My own religious history, hinted at clearly enough in my review, is precisely the opposite. For many years I tried very hard to believe, but just couldn’t. At last I sank gratefully into unbelief, which I found much more psychologically relaxing ─ better suited to my temperament ─ and not at all the agonized “trying very hard not to believe” posited by Roger. But then, I guess he knows my inner life better than I do.
Illogical: “Mr. Derbyshire demands ‘evidence’ of God and Heaven, but since there is plenty of evidence what he really seems to want is proof.”
No, it’s evidence. I describe myself plainly in my review (ninth paragraph) as “a rather severe empiricist.” If what I really wanted was proof, I would have described myself as “a rather severe rationalist,” wouldn’t I? But again, perhaps Roger knows me much better than I know myself.
In the June TAS, not yet online, I get another scornful letter from L. Brent Bozell III of the Media Research Center. Brent fixes on my dismissal of C.S. Lewis’s famous “trilemma,” which argues that:
[Jesus of Nazareth] either was (and is) just what He said or else a lunatic, or something worse. Now it seems to me obvious that He was neither a lunatic nor a fiend: and consequently, however strange or terrifying or unlikely it may seem, I have to accept the view that He was and is God.
To which I had responded, in my review: “Why couldn’t Jesus just have been mistaken?” Brent replies that anyone who mistakes himself for God Almighty must have been a lunatic. Jesus plainly wasn’t a lunatic.
I agree that the Jesus of the New Testament doesn’t seem to have been a lunatic, though it’s not impossible he was the kind of psychotic who’s terrifically good at faking sanity. Not impossible; and way more possible than that Jesus was related by blood to the Creator of the Universe.
The things one might believe about oneself without being mad are many and various, though, and highly dependent on one’s time and place; and the limits of ordinary non-insane human self-deception are very wide, in my experience. My best guess is that Jesus really believed he was divine, but was mistaken. (This was also Martin Gardner’s opinion.)

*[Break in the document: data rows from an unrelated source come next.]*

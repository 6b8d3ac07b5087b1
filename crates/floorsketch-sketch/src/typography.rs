//! Font discovery and text rasterization onto a pixmap.
//!
//! Fonts come from the system font database. When no sans-serif face can
//! be found, drawing calls become no-ops and widths fall back to an
//! estimate so that layouts depending on them (label boxes) stay stable.

use floorsketch_core::Color;
use fontdb::{Database, Family, Query, Stretch, Style, Weight};
use rusttype::{point as rt_point, Font, Scale};
use std::{fs, sync::OnceLock};
use tiny_skia::Pixmap;
use tracing::debug;

/// Average glyph advance as a share of the pixel size, used without a font.
const ESTIMATED_ADVANCE: f32 = 0.6;

/// Regular or bold face.
#[derive(Debug, Clone, Copy, PartialEq, Eq)]
pub enum FontWeight {
    Regular,
    Bold,
}

fn db() -> &'static Database {
    static DB: OnceLock<Database> = OnceLock::new();
    DB.get_or_init(|| {
        let mut db = Database::new();
        db.load_system_fonts();
        debug!("Loaded {} system font faces", db.len());
        db
    })
}

/// Sans-serif face of the given weight, cached for the process lifetime.
pub fn sans_font(weight: FontWeight) -> Option<&'static Font<'static>> {
    static REGULAR: OnceLock<Option<Font<'static>>> = OnceLock::new();
    static BOLD: OnceLock<Option<Font<'static>>> = OnceLock::new();

    let cell = match weight {
        FontWeight::Regular => &REGULAR,
        FontWeight::Bold => &BOLD,
    };
    cell.get_or_init(|| {
        let font = load_font_from_system(weight);
        if font.is_none() {
            debug!("No sans-serif {:?} font available, text will be skipped", weight);
        }
        font
    })
    .as_ref()
}

fn load_font_from_system(weight: FontWeight) -> Option<Font<'static>> {
    let families = [Family::SansSerif];
    let query = Query {
        families: &families,
        weight: match weight {
            FontWeight::Regular => Weight::NORMAL,
            FontWeight::Bold => Weight::BOLD,
        },
        stretch: Stretch::Normal,
        style: Style::Normal,
    };

    let id = db().query(&query)?;
    let face = db().face(id)?;
    let index = face.index;

    match &face.source {
        fontdb::Source::File(path) | fontdb::Source::SharedFile(path, _) => {
            let bytes = fs::read(path).ok()?;
            Font::try_from_vec_and_index(bytes, index)
        }
        fontdb::Source::Binary(bytes) => {
            Font::try_from_vec_and_index(bytes.as_ref().as_ref().to_vec(), index)
        }
    }
}

/// Text run description: content, pixel size and weight.
#[derive(Debug, Clone, Copy)]
pub struct TextStyle {
    pub size: f32,
    pub weight: FontWeight,
    pub color: Color,
}

impl TextStyle {
    pub fn new(size: f32, weight: FontWeight, color: Color) -> Self {
        Self {
            size,
            weight,
            color,
        }
    }
}

/// Advance width of `text` in pixels.
pub fn measure_text(text: &str, style: &TextStyle) -> f32 {
    match sans_font(style.weight) {
        Some(font) => {
            let scale = Scale::uniform(style.size);
            font.layout(text, scale, rt_point(0.0, 0.0))
                .last()
                .map(|glyph| glyph.position().x + glyph.unpositioned().h_metrics().advance_width)
                .unwrap_or(0.0)
        }
        None => text.chars().count() as f32 * style.size * ESTIMATED_ADVANCE,
    }
}

/// Draws `text` with its baseline starting at `(x, baseline)`.
pub fn draw_text(pixmap: &mut Pixmap, text: &str, x: f32, baseline: f32, style: &TextStyle) {
    let Some(font) = sans_font(style.weight) else {
        return;
    };

    let scale = Scale::uniform(style.size);
    let width = pixmap.width() as i32;
    let height = pixmap.height() as i32;

    for glyph in font.layout(text, scale, rt_point(x, baseline)) {
        let Some(bounding_box) = glyph.pixel_bounding_box() else {
            continue;
        };
        glyph.draw(|gx, gy, coverage| {
            let px = gx as i32 + bounding_box.min.x;
            let py = gy as i32 + bounding_box.min.y;
            if px >= 0 && px < width && py >= 0 && py < height {
                blend_pixel(pixmap, px as u32, py as u32, style.color, coverage);
            }
        });
    }
}

/// Source-over blend of an opaque color with `coverage` onto one pixel.
fn blend_pixel(pixmap: &mut Pixmap, x: u32, y: u32, color: Color, coverage: f32) {
    let alpha = coverage.clamp(0.0, 1.0);
    if alpha <= 0.0 {
        return;
    }
    let idx = ((y * pixmap.width() + x) * 4) as usize;
    let pixel = &mut pixmap.data_mut()[idx..idx + 4];

    // Pixmap data is premultiplied RGBA.
    let mix = |dst: u8, src: u8| -> u8 {
        (src as f32 * alpha + dst as f32 * (1.0 - alpha)).round() as u8
    };
    pixel[0] = mix(pixel[0], color.r);
    pixel[1] = mix(pixel[1], color.g);
    pixel[2] = mix(pixel[2], color.b);
    pixel[3] = mix(pixel[3], 255);
}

I note, very incidentally, from my recent reading, that Abraham Lincoln seems not to have believed in an afterlife. At any rate, I read this on page 56 of Doris Kearns Goodwin’s Team of Rivals:
When his New Salem friend and neighbor Mrs. Samuel Hill asked him whether he believed in a future realm, he answered no. ”I’m afraid there isn’t,” he replied sorrowfully. “It isn’t a pleasant thing to think that when we die that is the last of us.” Though later statements make reference to an omnipotent God or supreme power, there is no mention in any published document, the historian Robert Bruce observes ─ except in one ambiguous letter to his dying father ─ of any “faith in life after death.” To the end of his life, he was haunted by the finality of death and the evanescence of earthly accomplishments.
The notion of an afterlife ─ a “metaphysical Disneyland,” Thomas Metzinger calls it ─ seems to me the most extravagantly improbable of all theological concepts. On this I agree with Lincoln, whose religious convictions are chewed over here (and no doubt in many other places).
Whatever he believed, Lincoln was undoubtedly a great-grand-master of “Ceremonial Deism” ─ but that’s an oratorical style, not a confession.